Oxygen at 40–60% is useful for short-term use in respiratory failure without hypoventilation and CO2 retention, commonly seen in acute heart failure, PE, and pneumonia. Even in these cases, high-flow oxygen may reduce respiratory drive, leading to CO2 narcosis. This is especially common in older people, those with a smoking history, the acutely unwell and where respiratory depressants (eg opiates, benzodiazepines) are co-administered.

Avoid this by:

Keeping saturations just below normal (90–94%) rather than normal or above normal (98–100%)

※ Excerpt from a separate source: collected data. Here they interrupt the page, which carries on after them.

//! Bitmap command for turning a 0/1 picture into clue text.

use std::path::Path;

use anyhow::{Context, Result};
use nonogram_core::{Layout, bitmap_puzzle};
use tracing::info;

use crate::input::read_input;

pub fn run(input: &Path, layout: Layout) -> Result<()> {
    let text = read_input(input)?;
    let output = convert_bitmap(&text, layout)?;
    print!("{}", output);
    if layout == Layout::Html {
        println!();
    }
    Ok(())
}

fn convert_bitmap(text: &str, layout: Layout) -> Result<String> {
    let puzzle = bitmap_puzzle(text).context("Failed to parse bitmap")?;
    info!("Converted {}x{} bitmap", puzzle.width, puzzle.height);
    Ok(puzzle.render(layout))
}
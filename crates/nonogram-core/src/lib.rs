//! # nonogram-core
//!
//! Core library for the nonoconv puzzle converter.
//!
//! This crate provides:
//! - Packed record streams (`Record`, `RecordReader`) and their loaders
//! - Decoding of header, palette and segment layers into a pixel grid
//! - Row and column clue extraction with HTML and plain text rendering
//! - Parsing of rendered clue text back into a `Puzzle`
//! - A line-propagating backtracking solver
//! - 0/1 bitmap conversion and terminal previews

pub mod bitmap;
pub mod clue;
pub mod decode;
pub mod error;
pub mod grid;
pub mod preview;
pub mod puzzle;
pub mod record;
pub mod solver;
pub mod source;

pub use bitmap::{bitmap_puzzle, parse_bitmap};
pub use clue::{Clue, ClueLine, extract_clues, min_length};
pub use decode::{DecodedPuzzle, Header, Layer, Palette, PaletteEntry, convert, decode};
pub use error::{Error, Result};
pub use grid::{Axis, EMPTY, Grid};
pub use preview::render_preview;
pub use puzzle::{Layout, Puzzle};
pub use record::{Record, RecordReader, Reference, Segment};
pub use solver::{SolveOutcome, SolverOptions, render_solution, solve};
pub use source::{load_records, parse_records};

Avoiding respiratory depressants

Monitoring closely for signs of CO2 retention

Supply patients with an administration device applicable to their circumstances. Latest guidelines for hospital are that clinicians should prescribe the target saturation range and state whether controlled/constant performance is required and that nurses should monitor the patient and determine the most suitable delivery system within those parameters.

Constant performance oxygen delivery systems (eg Ventimask 28%) provide a stable FiO2 (24%, 28%, 32%, etc.) for a range of ventilation rates. 28% is suitable for most patients receiving LTOT. These must always be used for hypoventilating patients with elevated PaCO2.

Variable performance oxygen delivery systems. FiO2 varies. The system delivers oxygen at a given rate which mixes with room air at rates dependent on ventilation. Systems include

Nasal cannulae. Often better tolerated by patients, and allow them to eat and talk. With oxygen flows of 1–2L/min, FiO2 is usually low (less than 28%), but can approach 30% if the patient hypoventilates

Simple face mask, eg Hudson. Provides variable FiO2 up to 40%

Non-rebreathing mask with reservoir bag. Provides variable FiO2 up to 60%

Oxygen concentrators are costly to purchase but running costs are low. They are cost-effective when needing low flow oxygen for prolonged periods (≥8hr per day). Oxygen is piped to convenient position(s) in the home, and usually administered via nasal cannulae. Urgent installations can usually be arranged within 24hr.

Oxygen bottles are useful for:

Patients on LTOT via an oxygen concentrator who wish to leave their home for short periods

Patients needing oxygen as required, who do not meet the LTOT criteria

Patients who are likely to have a short-term need for continuous oxygen, eg for end-of-life palliation, for whom installation of an oxygen concentrator may not be worthwhile

A small oxygen cylinder (‘PD oxygen cylinder’; 300L, lasting 2hr) is available which is convenient for wheelchair excursions, or travel in a car.

▸Smokers should stop smoking before beginning oxygen therapy. The risk of burns and household fires is substantially increased.

The period between asbestos exposure and overt (or covert) disease is usually long, often over 20 years. Almost all new cases are in older people because asbestos exposure is so carefully regulated now. The exposure may not be clearly recollected by the patient but always consider in high-risk occupations including builders, dock work and heavy engineering. Confirming the diagnosis is important because compensation may be due if disease can confidently be shown to have arisen as a consequence of asbestos exposure. If the diagnosis could not be confirmed during life, then post-mortem confirmation may lead to compensation payments to relatives.

Discrete areas of thickening of the pleura that often calcify. Benign. A marker of asbestos exposure, but of no further clinical significance. However, compensation is payable for this alone, if the claim is made promptly following diagnosis.

Progressive fibrosis, clinically and radiographically similar to idiopathic pulmonary fibrosis. Usually due to prolonged and substantial occupational exposure.

A malignant, incurable tumour of the pleura, presenting as cough, chest pain, effusion, or dyspnoea. Very poor prognosis; few survive over 2 years. Treatment is nearly always palliative; the tumour is not resectable, and is relatively insensitive to chemotherapy or radiotherapy. Asbestos exposure may have been only transient.

There appears to be a synergistic effect between asbestos and tobacco.